If a line in the entries contains the word "match", list it.

DATA FOR THE TASK
┄┄┄┄┄┄┄┄┄┄┄┄┄┄┄┄┄┄┄┄
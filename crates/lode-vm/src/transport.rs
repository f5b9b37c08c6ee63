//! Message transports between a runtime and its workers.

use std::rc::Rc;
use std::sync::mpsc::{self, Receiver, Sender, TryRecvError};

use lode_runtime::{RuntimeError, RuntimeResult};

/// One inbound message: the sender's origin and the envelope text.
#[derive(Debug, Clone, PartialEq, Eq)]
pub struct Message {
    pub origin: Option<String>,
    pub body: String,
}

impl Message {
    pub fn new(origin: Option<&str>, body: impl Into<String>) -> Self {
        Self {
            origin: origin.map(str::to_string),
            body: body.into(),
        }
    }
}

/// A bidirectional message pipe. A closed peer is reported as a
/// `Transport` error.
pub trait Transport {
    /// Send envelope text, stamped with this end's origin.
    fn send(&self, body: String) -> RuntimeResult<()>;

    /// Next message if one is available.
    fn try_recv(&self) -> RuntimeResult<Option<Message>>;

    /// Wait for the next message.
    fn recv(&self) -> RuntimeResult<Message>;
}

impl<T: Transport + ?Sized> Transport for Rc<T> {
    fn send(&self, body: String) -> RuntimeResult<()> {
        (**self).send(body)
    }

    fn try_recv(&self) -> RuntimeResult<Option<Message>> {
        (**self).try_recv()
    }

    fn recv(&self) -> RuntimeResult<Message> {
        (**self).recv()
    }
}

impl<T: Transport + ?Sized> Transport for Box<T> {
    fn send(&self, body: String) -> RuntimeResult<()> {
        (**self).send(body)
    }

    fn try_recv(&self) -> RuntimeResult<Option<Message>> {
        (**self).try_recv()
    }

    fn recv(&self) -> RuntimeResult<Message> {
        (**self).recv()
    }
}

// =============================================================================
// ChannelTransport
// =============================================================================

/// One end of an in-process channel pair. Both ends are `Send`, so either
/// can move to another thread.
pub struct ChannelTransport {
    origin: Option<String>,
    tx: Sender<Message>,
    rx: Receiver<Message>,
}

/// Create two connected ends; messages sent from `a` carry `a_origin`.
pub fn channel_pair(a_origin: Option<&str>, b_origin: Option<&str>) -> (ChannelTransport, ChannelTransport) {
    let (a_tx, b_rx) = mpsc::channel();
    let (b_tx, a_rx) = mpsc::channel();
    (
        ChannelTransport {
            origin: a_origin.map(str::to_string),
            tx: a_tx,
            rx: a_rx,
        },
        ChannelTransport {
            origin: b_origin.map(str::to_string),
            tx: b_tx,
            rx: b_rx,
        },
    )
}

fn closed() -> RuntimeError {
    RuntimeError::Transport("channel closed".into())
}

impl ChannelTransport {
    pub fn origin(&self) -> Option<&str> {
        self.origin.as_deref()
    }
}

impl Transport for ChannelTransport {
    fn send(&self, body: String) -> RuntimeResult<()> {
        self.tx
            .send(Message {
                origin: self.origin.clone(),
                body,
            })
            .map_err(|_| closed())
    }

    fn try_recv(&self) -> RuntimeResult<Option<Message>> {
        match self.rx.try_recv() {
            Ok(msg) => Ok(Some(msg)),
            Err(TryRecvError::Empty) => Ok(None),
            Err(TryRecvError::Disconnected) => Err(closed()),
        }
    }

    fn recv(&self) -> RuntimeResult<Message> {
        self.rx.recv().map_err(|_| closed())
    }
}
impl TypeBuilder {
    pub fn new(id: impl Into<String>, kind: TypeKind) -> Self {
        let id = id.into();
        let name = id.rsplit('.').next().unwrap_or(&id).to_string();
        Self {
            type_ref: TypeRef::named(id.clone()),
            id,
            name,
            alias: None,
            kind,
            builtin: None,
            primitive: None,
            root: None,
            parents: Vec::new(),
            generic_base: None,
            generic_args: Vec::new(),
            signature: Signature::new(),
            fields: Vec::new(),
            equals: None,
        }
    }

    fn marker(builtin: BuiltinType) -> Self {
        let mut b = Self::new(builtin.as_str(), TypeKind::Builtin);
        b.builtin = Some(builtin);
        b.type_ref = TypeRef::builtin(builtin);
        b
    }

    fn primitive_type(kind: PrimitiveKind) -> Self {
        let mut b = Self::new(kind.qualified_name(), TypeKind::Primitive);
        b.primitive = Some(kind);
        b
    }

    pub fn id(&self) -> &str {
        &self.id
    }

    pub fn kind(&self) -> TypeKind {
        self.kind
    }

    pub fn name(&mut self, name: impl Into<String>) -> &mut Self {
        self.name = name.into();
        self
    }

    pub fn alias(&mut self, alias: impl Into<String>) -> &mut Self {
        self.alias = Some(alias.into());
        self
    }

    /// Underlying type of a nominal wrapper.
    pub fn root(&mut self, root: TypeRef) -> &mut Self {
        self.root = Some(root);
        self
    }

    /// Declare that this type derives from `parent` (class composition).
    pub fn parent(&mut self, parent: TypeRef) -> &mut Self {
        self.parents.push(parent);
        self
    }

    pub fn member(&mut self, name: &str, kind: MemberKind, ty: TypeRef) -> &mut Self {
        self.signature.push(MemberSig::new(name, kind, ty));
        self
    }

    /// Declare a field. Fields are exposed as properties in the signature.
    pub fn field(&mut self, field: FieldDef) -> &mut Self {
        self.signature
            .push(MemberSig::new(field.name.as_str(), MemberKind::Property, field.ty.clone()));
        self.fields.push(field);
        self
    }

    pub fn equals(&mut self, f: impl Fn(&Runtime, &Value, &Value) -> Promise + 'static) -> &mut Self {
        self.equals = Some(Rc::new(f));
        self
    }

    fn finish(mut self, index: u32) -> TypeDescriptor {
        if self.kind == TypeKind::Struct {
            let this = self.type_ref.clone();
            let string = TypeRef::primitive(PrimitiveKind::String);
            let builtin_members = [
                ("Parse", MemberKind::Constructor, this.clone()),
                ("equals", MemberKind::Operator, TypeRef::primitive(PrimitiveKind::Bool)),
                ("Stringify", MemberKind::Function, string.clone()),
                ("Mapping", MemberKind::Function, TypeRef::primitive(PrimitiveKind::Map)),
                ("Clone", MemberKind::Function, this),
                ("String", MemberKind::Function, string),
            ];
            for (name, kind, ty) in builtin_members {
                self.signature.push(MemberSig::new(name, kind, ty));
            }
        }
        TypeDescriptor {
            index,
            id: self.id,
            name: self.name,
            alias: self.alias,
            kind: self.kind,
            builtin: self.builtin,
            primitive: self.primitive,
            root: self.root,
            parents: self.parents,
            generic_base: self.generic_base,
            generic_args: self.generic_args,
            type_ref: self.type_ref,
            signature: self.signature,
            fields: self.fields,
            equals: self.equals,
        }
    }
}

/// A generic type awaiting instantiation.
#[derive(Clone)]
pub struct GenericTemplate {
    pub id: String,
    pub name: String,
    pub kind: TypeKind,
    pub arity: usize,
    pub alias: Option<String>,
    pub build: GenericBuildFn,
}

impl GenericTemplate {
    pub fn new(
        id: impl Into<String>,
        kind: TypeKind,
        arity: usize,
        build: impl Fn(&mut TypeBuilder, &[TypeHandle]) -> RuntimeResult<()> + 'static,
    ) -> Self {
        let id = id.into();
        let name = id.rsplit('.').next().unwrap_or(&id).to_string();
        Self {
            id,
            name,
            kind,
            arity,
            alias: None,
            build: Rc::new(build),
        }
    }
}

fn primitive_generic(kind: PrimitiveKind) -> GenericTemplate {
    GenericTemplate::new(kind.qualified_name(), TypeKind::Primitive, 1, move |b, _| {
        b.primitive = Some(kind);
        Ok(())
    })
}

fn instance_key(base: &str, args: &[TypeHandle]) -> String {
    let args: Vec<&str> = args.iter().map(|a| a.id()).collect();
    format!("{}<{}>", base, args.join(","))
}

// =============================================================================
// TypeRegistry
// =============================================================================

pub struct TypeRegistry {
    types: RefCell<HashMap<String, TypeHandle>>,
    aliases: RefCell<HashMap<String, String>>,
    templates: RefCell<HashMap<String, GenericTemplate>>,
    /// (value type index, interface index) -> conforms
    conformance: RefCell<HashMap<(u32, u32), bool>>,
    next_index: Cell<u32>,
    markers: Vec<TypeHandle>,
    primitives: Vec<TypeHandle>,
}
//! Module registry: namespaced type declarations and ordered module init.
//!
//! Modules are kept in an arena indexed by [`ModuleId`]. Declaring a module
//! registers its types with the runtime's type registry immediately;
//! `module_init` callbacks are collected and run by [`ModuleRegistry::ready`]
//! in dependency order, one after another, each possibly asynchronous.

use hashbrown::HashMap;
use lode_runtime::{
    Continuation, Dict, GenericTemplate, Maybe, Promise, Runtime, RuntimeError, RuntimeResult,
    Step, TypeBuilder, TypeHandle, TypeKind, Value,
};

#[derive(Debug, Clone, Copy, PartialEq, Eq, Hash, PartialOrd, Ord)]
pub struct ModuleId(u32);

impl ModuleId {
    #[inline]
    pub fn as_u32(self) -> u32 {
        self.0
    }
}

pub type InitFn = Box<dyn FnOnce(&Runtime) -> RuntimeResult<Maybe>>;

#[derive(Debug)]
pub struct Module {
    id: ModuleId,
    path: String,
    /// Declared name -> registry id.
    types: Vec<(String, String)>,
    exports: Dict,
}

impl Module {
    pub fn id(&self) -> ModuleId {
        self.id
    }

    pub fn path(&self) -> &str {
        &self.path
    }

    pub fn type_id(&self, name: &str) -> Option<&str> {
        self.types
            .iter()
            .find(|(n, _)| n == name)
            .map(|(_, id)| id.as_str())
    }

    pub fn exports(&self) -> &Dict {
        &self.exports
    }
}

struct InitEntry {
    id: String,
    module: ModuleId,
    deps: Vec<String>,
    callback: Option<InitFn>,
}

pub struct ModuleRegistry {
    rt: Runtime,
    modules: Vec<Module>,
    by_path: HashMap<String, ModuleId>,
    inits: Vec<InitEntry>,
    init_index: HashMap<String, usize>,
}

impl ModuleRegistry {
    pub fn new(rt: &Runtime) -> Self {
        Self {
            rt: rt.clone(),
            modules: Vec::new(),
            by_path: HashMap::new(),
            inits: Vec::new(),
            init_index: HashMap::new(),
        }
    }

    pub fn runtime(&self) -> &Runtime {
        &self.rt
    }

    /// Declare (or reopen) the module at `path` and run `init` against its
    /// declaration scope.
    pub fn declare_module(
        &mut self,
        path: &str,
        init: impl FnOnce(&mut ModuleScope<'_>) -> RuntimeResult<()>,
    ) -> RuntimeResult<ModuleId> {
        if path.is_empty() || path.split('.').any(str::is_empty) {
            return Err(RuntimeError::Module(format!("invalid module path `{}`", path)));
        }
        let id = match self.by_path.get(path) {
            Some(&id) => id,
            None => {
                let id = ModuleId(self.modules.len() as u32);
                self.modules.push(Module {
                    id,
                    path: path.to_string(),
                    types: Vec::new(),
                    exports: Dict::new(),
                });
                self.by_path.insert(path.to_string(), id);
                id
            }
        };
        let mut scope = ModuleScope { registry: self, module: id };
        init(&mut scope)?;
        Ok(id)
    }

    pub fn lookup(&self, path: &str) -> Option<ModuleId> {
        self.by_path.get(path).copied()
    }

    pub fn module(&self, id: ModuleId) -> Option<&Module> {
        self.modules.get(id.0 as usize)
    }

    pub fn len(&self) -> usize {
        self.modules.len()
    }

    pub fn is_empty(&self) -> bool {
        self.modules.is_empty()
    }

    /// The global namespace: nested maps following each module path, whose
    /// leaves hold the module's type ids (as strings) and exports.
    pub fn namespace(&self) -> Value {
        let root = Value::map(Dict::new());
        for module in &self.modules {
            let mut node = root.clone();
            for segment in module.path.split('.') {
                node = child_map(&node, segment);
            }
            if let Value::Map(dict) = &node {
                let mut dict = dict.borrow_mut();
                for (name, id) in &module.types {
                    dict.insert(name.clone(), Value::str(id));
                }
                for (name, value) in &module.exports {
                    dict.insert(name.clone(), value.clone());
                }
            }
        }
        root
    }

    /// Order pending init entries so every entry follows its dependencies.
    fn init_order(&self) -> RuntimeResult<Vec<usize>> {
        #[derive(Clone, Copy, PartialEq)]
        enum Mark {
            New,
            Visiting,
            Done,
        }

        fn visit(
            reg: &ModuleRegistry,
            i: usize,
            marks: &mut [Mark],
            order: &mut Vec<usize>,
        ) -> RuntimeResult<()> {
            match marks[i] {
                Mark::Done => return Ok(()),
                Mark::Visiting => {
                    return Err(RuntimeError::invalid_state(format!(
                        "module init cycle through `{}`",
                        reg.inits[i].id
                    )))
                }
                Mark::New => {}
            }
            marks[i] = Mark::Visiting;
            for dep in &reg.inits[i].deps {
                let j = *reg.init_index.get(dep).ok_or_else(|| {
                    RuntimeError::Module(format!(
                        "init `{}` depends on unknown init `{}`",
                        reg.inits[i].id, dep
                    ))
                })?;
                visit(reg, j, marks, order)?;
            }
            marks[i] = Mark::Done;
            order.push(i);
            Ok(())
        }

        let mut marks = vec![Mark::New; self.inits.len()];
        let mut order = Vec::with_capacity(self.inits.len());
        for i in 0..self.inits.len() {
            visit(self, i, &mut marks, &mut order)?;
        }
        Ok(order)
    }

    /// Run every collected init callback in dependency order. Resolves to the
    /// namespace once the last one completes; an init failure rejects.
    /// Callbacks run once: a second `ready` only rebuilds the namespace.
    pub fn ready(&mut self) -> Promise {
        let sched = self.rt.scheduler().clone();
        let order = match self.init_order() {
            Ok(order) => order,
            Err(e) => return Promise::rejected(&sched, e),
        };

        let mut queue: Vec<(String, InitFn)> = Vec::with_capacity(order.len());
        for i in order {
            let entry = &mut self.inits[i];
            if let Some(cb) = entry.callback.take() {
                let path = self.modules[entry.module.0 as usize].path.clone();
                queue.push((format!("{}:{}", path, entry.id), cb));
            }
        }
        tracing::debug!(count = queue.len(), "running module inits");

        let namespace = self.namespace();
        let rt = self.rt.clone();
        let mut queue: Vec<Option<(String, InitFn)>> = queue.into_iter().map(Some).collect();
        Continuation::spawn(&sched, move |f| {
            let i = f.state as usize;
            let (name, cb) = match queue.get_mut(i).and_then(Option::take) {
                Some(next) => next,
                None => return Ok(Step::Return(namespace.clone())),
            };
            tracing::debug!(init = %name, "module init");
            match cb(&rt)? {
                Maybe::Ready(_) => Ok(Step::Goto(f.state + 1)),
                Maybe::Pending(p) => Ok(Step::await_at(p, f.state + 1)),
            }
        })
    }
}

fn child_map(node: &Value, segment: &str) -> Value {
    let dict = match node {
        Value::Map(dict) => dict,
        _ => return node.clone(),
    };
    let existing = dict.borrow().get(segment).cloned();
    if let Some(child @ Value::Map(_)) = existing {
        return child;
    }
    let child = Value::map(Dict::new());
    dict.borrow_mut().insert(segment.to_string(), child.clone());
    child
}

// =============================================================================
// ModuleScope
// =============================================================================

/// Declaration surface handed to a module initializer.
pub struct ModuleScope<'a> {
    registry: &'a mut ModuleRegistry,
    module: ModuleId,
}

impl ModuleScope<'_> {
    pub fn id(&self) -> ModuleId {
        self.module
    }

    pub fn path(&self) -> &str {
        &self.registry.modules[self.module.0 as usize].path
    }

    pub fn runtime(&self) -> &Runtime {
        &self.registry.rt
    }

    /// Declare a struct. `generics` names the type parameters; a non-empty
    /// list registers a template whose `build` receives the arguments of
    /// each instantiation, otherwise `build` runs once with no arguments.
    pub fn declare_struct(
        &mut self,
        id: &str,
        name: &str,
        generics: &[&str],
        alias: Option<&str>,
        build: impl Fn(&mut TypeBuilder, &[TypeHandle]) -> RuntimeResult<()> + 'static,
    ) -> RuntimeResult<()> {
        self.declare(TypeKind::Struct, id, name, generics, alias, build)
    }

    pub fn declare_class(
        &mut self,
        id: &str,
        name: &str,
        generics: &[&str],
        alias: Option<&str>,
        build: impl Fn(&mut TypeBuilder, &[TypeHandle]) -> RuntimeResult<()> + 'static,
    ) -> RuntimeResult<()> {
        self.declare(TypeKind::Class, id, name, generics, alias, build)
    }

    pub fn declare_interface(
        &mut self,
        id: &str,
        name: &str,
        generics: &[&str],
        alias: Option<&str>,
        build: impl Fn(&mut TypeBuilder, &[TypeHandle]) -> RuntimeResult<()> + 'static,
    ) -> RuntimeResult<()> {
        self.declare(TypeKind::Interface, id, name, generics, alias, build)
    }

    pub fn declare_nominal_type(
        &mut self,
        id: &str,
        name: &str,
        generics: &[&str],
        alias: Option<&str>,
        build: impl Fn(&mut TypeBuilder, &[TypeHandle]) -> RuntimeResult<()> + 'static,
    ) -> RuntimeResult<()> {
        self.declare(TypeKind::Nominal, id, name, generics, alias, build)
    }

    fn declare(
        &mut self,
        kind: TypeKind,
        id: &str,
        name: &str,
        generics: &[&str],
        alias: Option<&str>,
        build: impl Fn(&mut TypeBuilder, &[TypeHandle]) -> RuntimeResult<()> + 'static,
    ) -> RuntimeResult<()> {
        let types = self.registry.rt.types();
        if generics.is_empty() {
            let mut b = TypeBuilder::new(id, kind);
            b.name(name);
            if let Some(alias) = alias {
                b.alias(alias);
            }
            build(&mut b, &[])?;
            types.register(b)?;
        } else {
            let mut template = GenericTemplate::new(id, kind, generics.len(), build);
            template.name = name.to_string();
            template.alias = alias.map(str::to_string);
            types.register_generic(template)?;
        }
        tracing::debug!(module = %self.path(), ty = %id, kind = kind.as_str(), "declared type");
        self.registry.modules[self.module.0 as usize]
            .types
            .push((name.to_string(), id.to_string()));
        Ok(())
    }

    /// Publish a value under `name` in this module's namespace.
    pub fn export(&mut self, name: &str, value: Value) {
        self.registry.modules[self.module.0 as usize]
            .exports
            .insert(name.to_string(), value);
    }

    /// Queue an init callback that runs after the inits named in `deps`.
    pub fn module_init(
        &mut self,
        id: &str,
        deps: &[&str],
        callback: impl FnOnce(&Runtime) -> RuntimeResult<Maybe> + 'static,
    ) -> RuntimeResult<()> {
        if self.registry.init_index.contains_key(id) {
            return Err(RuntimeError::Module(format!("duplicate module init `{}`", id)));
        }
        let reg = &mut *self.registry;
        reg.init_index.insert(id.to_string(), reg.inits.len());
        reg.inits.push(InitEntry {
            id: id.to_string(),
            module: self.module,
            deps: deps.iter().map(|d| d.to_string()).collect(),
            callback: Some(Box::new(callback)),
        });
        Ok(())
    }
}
┄┄┄┄┄┄┄┄┄┄┄┄┄┄┄┄┄┄┄┄
EXPECTED OUTPUT
        match self.rx.try_recv() {
        let id = match self.by_path.get(path) {
            match marks[i] {
        let order = match self.init_order() {
            let (name, cb) = match queue.get_mut(i).and_then(Option::take) {
            match cb(&rt)? {
    let dict = match node {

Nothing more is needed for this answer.